Statistical test between two groups

run_test_two_groups(
  ps,
  group,
  taxa_rank = "all",
  transform = c("identity", "log10", "log10p"),
  norm = "TSS",
  norm_para = list(),
  method = c("welch.test", "t.test", "white.test"),
  p_adjust = c("none", "fdr", "bonferroni", "holm", "hochberg", "hommel", "BH", "BY"),
  pvalue_cutoff = 0.05,
  diff_mean_cutoff = NULL,
  ratio_cutoff = NULL,
  conf_level = 0.95,
  nperm = 1000,
  ...
)

Arguments

ps

a phyloseq::phyloseq object

group

character, the variable to set the group

taxa_rank

character to specify taxonomic rank to perform differential analysis on. Should be one of phyloseq::rank_names(phyloseq), or "all" means to summarize the taxa by the top taxa ranks (summarize_taxa(ps, level = rank_names(ps)[1])), or "none" means perform differential analysis on the original taxa (taxa_names(phyloseq), e.g., OTU or ASV).

transform

character, the methods used to transform the microbial abundance. See transform_abundances() for more details.
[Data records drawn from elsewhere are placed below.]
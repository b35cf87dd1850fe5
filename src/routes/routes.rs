//! Defines every route of the service.
//!
//! - `POST /upload`  — multipart submission (photo, optional qr, payer fields)
//! - `GET  /healthz` — liveness
//! - `GET  /readyz`  — upload directory round-trip
//! - anything else   — front-end, except `/uploads/*` which is forbidden

use crate::{
    handlers::{
        health_handlers::{healthz, readyz},
        static_handlers::serve_frontend,
        upload_handlers::upload_submission,
    },
    state::AppState,
};
use axum::{
    Router,
    extract::DefaultBodyLimit,
    routing::{get, post},
};
use tower_http::trace::TraceLayer;

/// Build the application router with its state attached.
///
/// File size is governed per part by the upload policy, so the framework's
/// default body limit is disabled.
pub fn routes(state: AppState) -> Router {
    Router::new()
        .route("/healthz", get(healthz))
        .route("/readyz", get(readyz))
        .route("/upload", post(upload_submission))
        .fallback(serve_frontend)
        .layer(DefaultBodyLimit::disable())
        .layer(TraceLayer::new_for_http())
        .with_state(state)
}
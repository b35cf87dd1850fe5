//! Represents the JSON sidecar recorded for each accepted submission.

use chrono::{DateTime, SecondsFormat, Utc};
use serde::Serialize;

use super::submission::Submission;

/// Metadata persisted as `{id}.json` next to the stored files.
///
/// The record is written once when the submission is accepted and is never
/// rewritten afterwards.
#[derive(Serialize, Clone, Debug, PartialEq)]
#[serde(rename_all = "camelCase")]
pub struct MetadataRecord {
    /// Submission id (96 random bits, hex).
    pub id: String,

    /// Acceptance time, ISO-8601 UTC with millisecond precision.
    pub timestamp: String,

    /// Client network address, if known.
    pub ip: Option<String>,

    /// Stored name of the primary image.
    pub photo_filename: String,

    /// Stored name of the secondary image, if one was sent.
    pub qr_filename: Option<String>,

    pub account: String,

    pub payer_phone: String,

    pub latitude: Option<f64>,

    pub longitude: Option<f64>,

    pub user_agent: Option<String>,
}

impl MetadataRecord {
    /// Assemble the record for an accepted submission.
    pub fn new(
        id: String,
        accepted_at: DateTime<Utc>,
        photo_filename: String,
        submission: &Submission,
    ) -> Self {
        Self {
            id,
            timestamp: accepted_at.to_rfc3339_opts(SecondsFormat::Millis, true),
            ip: submission.client_ip.clone(),
            photo_filename,
            qr_filename: submission.qr.as_ref().map(|f| f.stored_name.clone()),
            account: submission.fields.account(),
            payer_phone: submission.fields.payer_phone(),
            latitude: submission.fields.latitude(),
            longitude: submission.fields.longitude(),
            user_agent: submission.user_agent.clone(),
        }
    }

    /// File name of the sidecar inside the upload directory.
    pub fn file_name(&self) -> String {
        format!("{}.json", self.id)
    }
}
The options include:

  • "identity", return the original data without any transformation (default).

  • "log10", the transformation is log10(object), and if the data contains zeros the transformation is log10(1 + object).

  • "log10p", the transformation is log10(1 + object).

norm

the methods used to normalize the microbial abundance data. See normalize() for more details. Options include:

  • "none": do not normalize.

  • "rarefy": random subsampling counts to the smallest library size in the data set.

  • "TSS": total sum scaling, also referred to as "relative abundance", the abundances were normalized by dividing the corresponding sample library size.

  • "TMM": trimmed mean of m-values. First, a sample is chosen as reference. The scaling factor is then derived using a weighted trimmed mean over the differences of the log-transformed gene-count fold-change between the sample and the reference.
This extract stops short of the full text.